Crunch crunch on the crusty snow, hopping into yesterday’s footprints we trekked a mile each morning to the bus stop. The air all around us was grave-quiet, only us kids and the occasional barking dog broke the silence. Council gritters kept the main road clear but all the farm approaches were packed with brown ice, a mixture of frozen snow and cow dung. Our dog always tried to follow but skidded and slid before turning for home after the first few yards. We could see far across the fields when we walked on the tops of hedges, knowing we weren’t really allowed was an added attraction and who was there to see us? Or care.
We pined for our out-of-school activities, the bus service reduced to a skeleton and wewere as cold and lonely outside the house as we were inside. Only the church stayed open and for once we looked forward to the weekly gathering, at least we would see other people there. I even thought about going to confession one Friday just to get an extra outing. Dad said no, not in the dark and your bike won’t take the icy road so you’d have to walk.
Mrs Mc Mullin came every day and made our food when Father was at the hospital. She gave us bread and butter with sugar sandwiches, we had never had it before, or since. The inadequate lunches were down to her. Father never made a lunchpack, not for himself or for us. It wasn’t his job after all. He would always wash the dishes on Christmas Day though, he wasn’t just a farmer he was a Helpful Man. Mum was English so she expected a man to do some helping. Irish men don’t do that though. Mum said he’d even pushed me in my pram once. Round the park in Belfast. None of us mentioned such things outside the house though. Perhaps we would in the thaw.
Then one day, while Father was at the hospital visiting Mum, one of our six precious cows, heavily in calf, got stuck in a ditch. My sister and I were supposed to be watching the cattle but we were lost in our books, snuggled around the kitchen range, not intending to move outdoors. The bellowing finally disturbed us, and we reluctantly left our cosy haven, pulling on cold wellingtons and trudging up the lane. I stood transfixed, watching her brown eyes rolling like gobstoppers as she tried to free herself, drool swinging from her great floppy mouth in slimy, bubbly waves. Each time she tried to heave her lumbering pregnant body up the bank of the ditch she stumbled and slid in the slushy snow. She made no progress.
Someone, a neighbour farmer who had a phone in the house, called the vet and several others stood around, watching, as she writhed roaring and crying. There didn’t seem to be much discussion about it, the decision was immediate. The creature had to be put down and as Dad was out of reach we two girls were gravely informed.
We were both sobbing by that stage, whether from guilt, horror or fear of retribution I’m not sure but I remember that it was the udders, torn and bleeding, tangled in the barbed wire which upset me the most. The poor creature's cry was not muffled by the snow and neither was mine.

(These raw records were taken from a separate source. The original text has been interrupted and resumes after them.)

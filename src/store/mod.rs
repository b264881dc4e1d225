// Keyguard — Store Module
//
// Policy-tagged secret storage. Every entry carries an access policy that
// the platform keychain enforces on read.

mod error;
mod models;
mod repository;

pub use error::StoreError;
pub use models::{AccessPolicy, SecretBlob};
pub use repository::{CredentialStore, KeychainCredentialStore, DEFAULT_HANDLE_TTL};
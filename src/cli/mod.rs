// Keyguard — CLI Module
//
// Command-line interface using clap derive macros.
// Subcommands: password, bio, key.

mod commands;
mod console;

use std::path::PathBuf;

use clap::{Parser, Subcommand};

pub use commands::execute;
pub use console::ConsoleAuthenticator;

/// Keyguard — policy-gated secrets and keys over the platform credential store.
#[derive(Parser, Debug)]
#[command(name = "keyguard")]
#[command(version, about, long_about = None)]
pub struct Cli {
    /// Path to a JSON config file (default: <config_dir>/keyguard/config.json).
    #[arg(long, global = true)]
    pub config: Option<PathBuf>,

    #[command(subcommand)]
    pub command: Commands,
}

#[derive(Subcommand, Debug)]
pub enum Commands {
    /// Password-protected sample entry.
    Password {
        #[command(subcommand)]
        action: PasswordAction,
    },

    /// Biometry-protected sample entry.
    Bio {
        #[command(subcommand)]
        action: BioAction,
    },

    /// Walk through encrypt, decrypt, sign and verify with a sample key.
    Key {
        /// Use the biometry-bound key.
        #[arg(long, default_value = "false")]
        bio: bool,
    },
}

#[derive(Subcommand, Debug)]
pub enum PasswordAction {
    /// Create the entry protected by the sample password.
    Create,

    /// Read, letting the platform ask for the password.
    ReadInline,

    /// Authorize first, then read with the authorization.
    ReadContext,

    /// Read with a password given on the command line.
    ReadPassword {
        /// The password to try.
        password: String,
    },
}

#[derive(Subcommand, Debug)]
pub enum BioAction {
    /// Show the current biometry state.
    State,

    /// Create the biometry-protected entry.
    Create,

    /// Read, letting the platform present the biometric prompt.
    ReadInline,

    /// Authorize first, then read with the authorization.
    ReadContext,

    /// Remove the entry.
    Remove,

    /// Check whether the entry exists, without prompting.
    Check,
}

That was a big loss for our family and a bigger one for the unborn calf. Its lifeline abruptly cut.
That freezing night Father woke us with news. The baby had arrived, its lifeline abruptly cut.

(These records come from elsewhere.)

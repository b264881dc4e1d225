// Keyguard — Secured key demo
//
// Holds at most one prepared key plus the last ciphertext and signature.
// Toggling biometry switches to the other key tag and drops all of it.
// Failed operations leave the previous ciphertext/signature in place.

use std::sync::Arc;

use sha2::{Digest, Sha256};

use crate::dispatch::run_blocking;
use crate::enclave::{EnclaveError, KeyAlgorithm, KeyFacility, KeyOperation, KeyRef, KeySpec};

use super::hex_label;

pub const KEY_TAG: &str = "keychain-sample.sampleKey";
pub const KEY_TAG_BIO: &str = "keychain-sample.sampleKeyBio";
pub const CLEAR_TEXT: &str = "Hello";

const KEY_REASON: &str = "Use sample key";
const ENCRYPTION: KeyAlgorithm = KeyAlgorithm::EciesX25519HkdfSha256AesGcm;

pub struct SecuredKeyDemo {
    keys: Arc<dyn KeyFacility>,
    use_biometry: bool,
    key: Option<KeyRef>,
    ciphertext: Option<Vec<u8>>,
    signature: Option<(KeyAlgorithm, Vec<u8>)>,
}

impl SecuredKeyDemo {
    pub fn new(keys: Arc<dyn KeyFacility>) -> Self {
        Self {
            keys,
            use_biometry: false,
            key: None,
            ciphertext: None,
            signature: None,
        }
    }

    pub fn use_biometry(&self) -> bool {
        self.use_biometry
    }

    pub fn set_use_biometry(&mut self, on: bool) {
        self.use_biometry = on;
        self.key = None;
        self.ciphertext = None;
        self.signature = None;
    }

    pub fn key_tag(&self) -> &'static str {
        if self.use_biometry {
            KEY_TAG_BIO
        } else {
            KEY_TAG
        }
    }

    pub fn clear_text_label(&self) -> String {
        format!("Clear Text: {}", CLEAR_TEXT)
    }

    pub fn public_key_label(&self) -> String {
        let Some(key) = &self.key else {
            return "Public Key: none".to_string();
        };
        match self.keys.public_key(key) {
            Ok(bytes) => format!("Public Key: {}", hex_label(&bytes)),
            Err(e) => {
                tracing::warn!(tag = key.tag(), error = %e, "Public key unavailable");
                "Public Key: none".to_string()
            }
        }
    }

    /// Reuse the prepared key, else load it, else generate it.
    fn prepare_key(&mut self) -> Result<KeyRef, EnclaveError> {
        if let Some(key) = &self.key {
            return Ok(key.clone());
        }
        let tag = self.key_tag();
        let key = match self.keys.load_key(tag)? {
            Some(key) => key,
            None => self.keys.generate_key(
                tag,
                KeySpec {
                    requires_biometry: self.use_biometry,
                },
            )?,
        };
        self.key = Some(key.clone());
        Ok(key)
    }

    /// Public-key operation; never prompts.
    pub fn encrypt(&mut self) -> String {
        let key = match self.prepare_key() {
            Ok(key) => key,
            Err(e) => return format!("Can't create key: {}", e),
        };
        if !self
            .keys
            .is_algorithm_supported(&key, KeyOperation::Encrypt, ENCRYPTION)
        {
            return "Can't encrypt: Algorithm not supported".to_string();
        }
        match self.keys.encrypt(&key, ENCRYPTION, CLEAR_TEXT.as_bytes()) {
            Ok(ciphertext) => {
                let label = format!("Cipher Text: {}", hex_label(&ciphertext));
                self.ciphertext = Some(ciphertext);
                label
            }
            Err(e) => format!("Can't encrypt: {}", e),
        }
    }

    pub async fn decrypt(&mut self) -> String {
        let key = match self.prepare_key() {
            Ok(key) => key,
            Err(e) => return format!("Can't create key: {}", e),
        };
        let Some(ciphertext) = self.ciphertext.clone() else {
            return "Can't decrypt: No encrypted data, tap \"Encrypt\" first".to_string();
        };
        if !self
            .keys
            .is_algorithm_supported(&key, KeyOperation::Decrypt, ENCRYPTION)
        {
            return "Can't decrypt: Algorithm not supported".to_string();
        }

        let keys = self.keys.clone();
        let result = run_blocking("key.decrypt", move || {
            keys.decrypt(&key, ENCRYPTION, &ciphertext, KEY_REASON)
        })
        .await;

        match result {
            Ok(Ok(clear)) => format!(
                "Clear Text (decrypted): {}",
                String::from_utf8_lossy(&clear)
            ),
            Ok(Err(e)) => format!("Can't decrypt: {}", e),
            Err(e) => format!("Can't decrypt: {}", e),
        }
    }

    pub async fn sign_message(&mut self) -> String {
        self.sign(KeyAlgorithm::Ed25519Message).await
    }

    pub async fn sign_digest(&mut self) -> String {
        self.sign(KeyAlgorithm::Ed25519Digest).await
    }

    async fn sign(&mut self, algorithm: KeyAlgorithm) -> String {
        let key = match self.prepare_key() {
            Ok(key) => key,
            Err(e) => return format!("Can't create key: {}", e),
        };
        if !self
            .keys
            .is_algorithm_supported(&key, KeyOperation::Sign, algorithm)
        {
            return "Can't sign: Algorithm not supported".to_string();
        }

        let keys = self.keys.clone();
        let data = signed_data(algorithm);
        let result = run_blocking("key.sign", move || {
            keys.sign(&key, algorithm, &data, KEY_REASON)
        })
        .await;

        match result {
            Ok(Ok(signature)) => {
                let label = format!("Signature: {}", hex_label(&signature));
                self.signature = Some((algorithm, signature));
                label
            }
            Ok(Err(e)) => format!("Can't sign: {}", e),
            Err(e) => format!("Can't sign: {}", e),
        }
    }

    /// Verify the last signature against the data it was made over.
    pub fn verify(&mut self) -> String {
        let key = match self.prepare_key() {
            Ok(key) => key,
            Err(e) => return format!("Can't create key: {}", e),
        };
        let Some((algorithm, signature)) = &self.signature else {
            return "Can't verify signature: Calculate signature first!".to_string();
        };
        let data = signed_data(*algorithm);
        match self.keys.verify(&key, *algorithm, &data, signature) {
            Ok(true) => "Signature check: OK".to_string(),
            Ok(false) => "Signature check: Wrong!".to_string(),
            Err(e) => format!("Can't verify signature: {}", e),
        }
    }
}

fn signed_data(algorithm: KeyAlgorithm) -> Vec<u8> {
    match algorithm {
        KeyAlgorithm::Ed25519Digest => Sha256::digest(CLEAR_TEXT.as_bytes()).to_vec(),
        _ => CLEAR_TEXT.as_bytes().to_vec(),
    }
}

‘You have a little brother, born too soon. He is not likely to live. We must pray for him in the morning.’
After he left I climbed into my sister’s bed and we lay shivering under the weight of damp blankets and school coats. Wordless, there was nothing to be said. We looked at each other and we knew. It was our fault. It was all our fault and if the baby died that would be our fault too.
In the morning Father was gone, we had inadequate lunches again and as we crunched to school on the crusty snow we hoped our mother would soon come home. Perhaps she would in the thaw.